Pitfalls in session management

May 2017 · 4 minute read

This is a quick post that talks about the usage of sessions in web applications. Sessions is not a new topic for those who’ve used the basic web applications that require a login. Sessions are necessary to overcome the stateless nature of HTTP. They do this by utilising the cookie mechanism of most modern web browsers.

A Sessions Analogy

In simple terms, a session is used to identify and resume conversation with the service where one left off previously. Anecdotally, imagine you went to a bank to fill out a withdrawal form. You fill the form halfway only to be told by the teller that you’ve forgotten to include a copy of your proof of identity. So you go back and return later to complete the withdrawal. Now, there are a few ways to do this:

  1. You take your form with you and return with the proof of identity
  2. You let the teller keep the incomplete form and return with the proof of identity
  3. The teller keeps your incomplete form and gives you a token so he can retrieve the form from his filer later

Granted, this is a little contrived. But in cases 1. and 2. there is potential for data loss (you or the teller loses the form). And since we all hate filling forms, the token approach is better suited as the form is kept in (presumably) safekeeping.

Session storage

In scenario 1. the client carrying the form data back is problematic because

  1. There is too much data to carry. Browsers restrict 4kB of data in cookies.
  2. The form data could be lost. *Groans* - fill your form again
  3. The data could be manipulated by a malicous third party

So this option of storage is not viable and insecure for the most part.

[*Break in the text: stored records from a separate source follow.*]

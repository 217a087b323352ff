//! Key Recovery Tests
//!
//! Property tests for single-byte XOR key recovery and the decrypt
//! transform.

use proptest::prelude::*;
use unity_dat_crypt::{decrypt, encrypt, find_key, key_matches};

proptest! {
    #[test]
    fn recovers_any_key(
        signature in prop::collection::vec(any::<u8>(), 1..16),
        key in any::<u8>(),
        tail in prop::collection::vec(any::<u8>(), 0..64),
    ) {
        let mut data = encrypt(&signature, key);
        data.extend_from_slice(&tail);

        prop_assert_eq!(find_key(&data, &signature), Some(key));
        prop_assert!(key_matches(&data, &signature, key));
    }

    #[test]
    fn short_data_has_no_key(
        signature in prop::collection::vec(any::<u8>(), 2..16),
        cut in 1usize..16,
    ) {
        let cut = cut.min(signature.len() - 1);
        let data = &signature[..signature.len() - cut];
        prop_assert_eq!(find_key(data, &signature), None);
    }

    #[test]
    fn decrypt_inverts_encrypt(
        plain in prop::collection::vec(any::<u8>(), 0..256),
        key in any::<u8>(),
    ) {
        let cipher = encrypt(&plain, key);
        prop_assert_eq!(cipher.len(), plain.len());
        prop_assert_eq!(decrypt(&cipher, key), plain);
    }
}

#[test]
fn test_unity_fs_key_0x37() {
    let mut data: Vec<u8> = b"UnityFS".iter().map(|b| b ^ 0x37).collect();
    data.extend_from_slice(&[9, 8, 7, 6, 5, 4, 3, 2, 1]);

    assert_eq!(data.len(), 16);
    assert_eq!(find_key(&data, b"UnityFS"), Some(0x37));
}

#[test]
fn test_lowest_key_wins() {
    // With an empty signature every key matches trivially
    assert_eq!(find_key(&[0xaa, 0xbb], &[]), Some(0x00));

    // A one-byte signature is satisfied by exactly one key
    assert_eq!(find_key(&[0x00], &[0x80]), Some(0x80));
}

#[test]
fn test_data_shorter_than_signature() {
    let data = encrypt(b"Unity", 0x37);
    assert_eq!(find_key(&data, b"UnityFS"), None);
}
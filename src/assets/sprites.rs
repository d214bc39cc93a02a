use std::borrow::Cow;
use std::sync::atomic::{AtomicUsize, Ordering};
use std::sync::{Arc, Mutex, OnceLock};

use crate::assets::decode::parse_svg;
use crate::foundation::error::{GlimmerError, GlimmerResult};

/// Number of sparkle glyphs a sheet holds.
pub const SPRITE_COUNT: usize = 2;

const SPARKLE_1_SVG: &[u8] = include_bytes!("../../assets/sparkle1.svg");
const SPARKLE_2_SVG: &[u8] = include_bytes!("../../assets/sparkle2.svg");

/// The two parsed sparkle glyphs, shared read-only by every sparkle pass.
#[derive(Debug)]
pub struct SpriteSheet {
    sprites: [Arc<usvg::Tree>; SPRITE_COUNT],
}

impl SpriteSheet {
    /// Borrow glyph `index` (`0..SPRITE_COUNT`).
    pub fn get(&self, index: usize) -> Option<&usvg::Tree> {
        self.sprites.get(index).map(Arc::as_ref)
    }

    /// Number of glyphs; always [`SPRITE_COUNT`].
    pub fn len(&self) -> usize {
        self.sprites.len()
    }

    /// Always `false`; a sheet is never empty.
    pub fn is_empty(&self) -> bool {
        false
    }
}

/// Lazily loaded, memoized sprite glyphs.
///
/// The first [`SpriteStore::get_or_load`] parses both glyphs. Callers racing on a cold store block
/// on the same lock and all receive the sheet produced by the single load.
pub struct SpriteStore {
    sources: [Cow<'static, [u8]>; SPRITE_COUNT],
    sheet: Mutex<Option<Arc<SpriteSheet>>>,
    loads: AtomicUsize,
}

impl Default for SpriteStore {
    fn default() -> Self {
        Self::new()
    }
}

impl SpriteStore {
    /// Store backed by the built-in sparkle glyphs.
    pub fn new() -> Self {
        Self::from_sources([
            Cow::Borrowed(SPARKLE_1_SVG),
            Cow::Borrowed(SPARKLE_2_SVG),
        ])
    }

    /// Store backed by caller-supplied SVG documents.
    pub fn from_svg_sources(first: Vec<u8>, second: Vec<u8>) -> Self {
        Self::from_sources([Cow::Owned(first), Cow::Owned(second)])
    }

    fn from_sources(sources: [Cow<'static, [u8]>; SPRITE_COUNT]) -> Self {
        Self {
            sources,
            sheet: Mutex::new(None),
            loads: AtomicUsize::new(0),
        }
    }

    /// Process-wide store with the built-in glyphs.
    pub fn shared() -> Arc<SpriteStore> {
        static SHARED: OnceLock<Arc<SpriteStore>> = OnceLock::new();
        SHARED.get_or_init(|| Arc::new(SpriteStore::new())).clone()
    }

    /// Return the parsed sheet, parsing it on first use.
    ///
    /// A failed load is not cached; the next call tries again.
    pub fn get_or_load(&self) -> GlimmerResult<Arc<SpriteSheet>> {
        let mut slot = self
            .sheet
            .lock()
            .map_err(|_| GlimmerError::asset("sprite store lock poisoned"))?;
        if let Some(sheet) = slot.as_ref() {
            return Ok(sheet.clone());
        }

        self.loads.fetch_add(1, Ordering::Relaxed);
        let [first, second] = &self.sources;
        let sheet = Arc::new(SpriteSheet {
            sprites: [parse_svg(first)?, parse_svg(second)?],
        });
        tracing::debug!(glyphs = SPRITE_COUNT, "loaded sparkle sprites");
        *slot = Some(sheet.clone());
        Ok(sheet)
    }

    /// Return `true` once a sheet has been loaded.
    pub fn is_loaded(&self) -> bool {
        self.sheet.lock().map(|s| s.is_some()).unwrap_or(false)
    }

    /// Number of load attempts performed so far.
    pub fn load_count(&self) -> usize {
        self.loads.load(Ordering::Relaxed)
    }
}

#[cfg(test)]
#[path = "../../tests/unit/assets/sprites.rs"]
mod tests;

In scenario 2. if the teller was a different individual, there is going to be a lot of scurrying about trying to locate your form. In a web application there is no guarantee that the request is served by the same node each time. We can simply discount this method as infeasible.

In scenario 3. the token is a simple key based mechanism to perform a look up in the filer storage. You could go to a different teller and they would still be able to locate your form. And you don’t have to carry a ton of data back with you. Even within a client-server situation this is the favoured approach.

Implementations

I was going through the gorilla sessions pkg and was left confused by the default FilesystemStore and memory based CookieStore. Both of these are cookie driven implementations of session storage. A look at the interface and examples on the gorilla website would lead you into saving your form data (encoded though) as part of the cookie sent back to the client. Here’s the session save setting the cookie in the response.

// Save adds a single session to the response.
func (s *CookieStore) Save(r *http.Request, w http.ResponseWriter,
    session *Session) error {
    // Saves session and values
    encoded, err := securecookie.EncodeMulti(session.Name(), session.Values,
        s.Codecs...)
    if err != nil {
        return err
    }
    http.SetCookie(w, NewCookie(session.Name(), encoded, session.Options))
    return nil
}

As you can see the session.Values corresponds to the form data saved if you follow the examples. This leads to abuse of session management in frameworks in any language.

However, the redis and couchdb implementations of the gorilla sessions do not have this issue. The redis implementation for instance only saves the session.ID in the cookie for later lookup in redis

// Save adds a single session to the response.
func (s *RediStore) Save(r *http.Request, w http.ResponseWriter, session *sessions.Session) error {
    // Marked for deletion.
    if session.Options.MaxAge < 0 {
        if err := s.delete(session); err != nil {
            return err
        }
        http.SetCookie(w, sessions.NewCookie(session.Name(), "", session.Options))
    } else {
        // Build an alphanumeric key for the redis store.
        if session.ID == "" {
            session.ID = strings.TrimRight(base32.StdEncoding.EncodeToString(securecookie.GenerateRandomKey(32)), "=")
        }
        if err := s.save(session); err != nil {
            return err
        }
        // Only saves session.ID
        encoded, err := securecookie.EncodeMulti(session.Name(), session.ID, s.Codecs...)
        if err != nil {
            return err
        }
        http.SetCookie(w, sessions.NewCookie(session.Name(), encoded, session.Options))
    }
    return nil
}

I’m not entirely sure of the intent of the Gorilla authors why the default implementations differ this way though. I must reach out to them.

Security

One topic I didn’t touch upon is that of security. You will notice that most sessions are encrypted and are validated before use. In the teller scenario, if we flip the roles there is no guarantee that the data has not been tampered with. This is why the token and the data need to be secured in all cases. Luckily for us the Gorilla toolkit provides the securecookie implementation that does this with only a few lines of code.